# Extracted material
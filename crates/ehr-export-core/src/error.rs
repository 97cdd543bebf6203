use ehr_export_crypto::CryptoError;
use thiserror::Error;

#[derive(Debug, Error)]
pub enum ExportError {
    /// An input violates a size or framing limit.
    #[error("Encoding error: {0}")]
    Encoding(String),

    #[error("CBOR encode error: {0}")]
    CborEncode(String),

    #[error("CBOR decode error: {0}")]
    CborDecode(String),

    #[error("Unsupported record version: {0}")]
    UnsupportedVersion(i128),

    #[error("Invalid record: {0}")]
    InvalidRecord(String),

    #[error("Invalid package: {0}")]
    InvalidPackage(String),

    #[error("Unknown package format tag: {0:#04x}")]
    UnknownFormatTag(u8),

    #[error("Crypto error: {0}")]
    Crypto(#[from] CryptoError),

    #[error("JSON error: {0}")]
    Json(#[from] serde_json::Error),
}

# Problem to solve
Copy every line from the records above that contains the word "String".

# Finished exercise
    Encoding(String),
    CborEncode(String),
    CborDecode(String),
    InvalidRecord(String),
    InvalidPackage(String),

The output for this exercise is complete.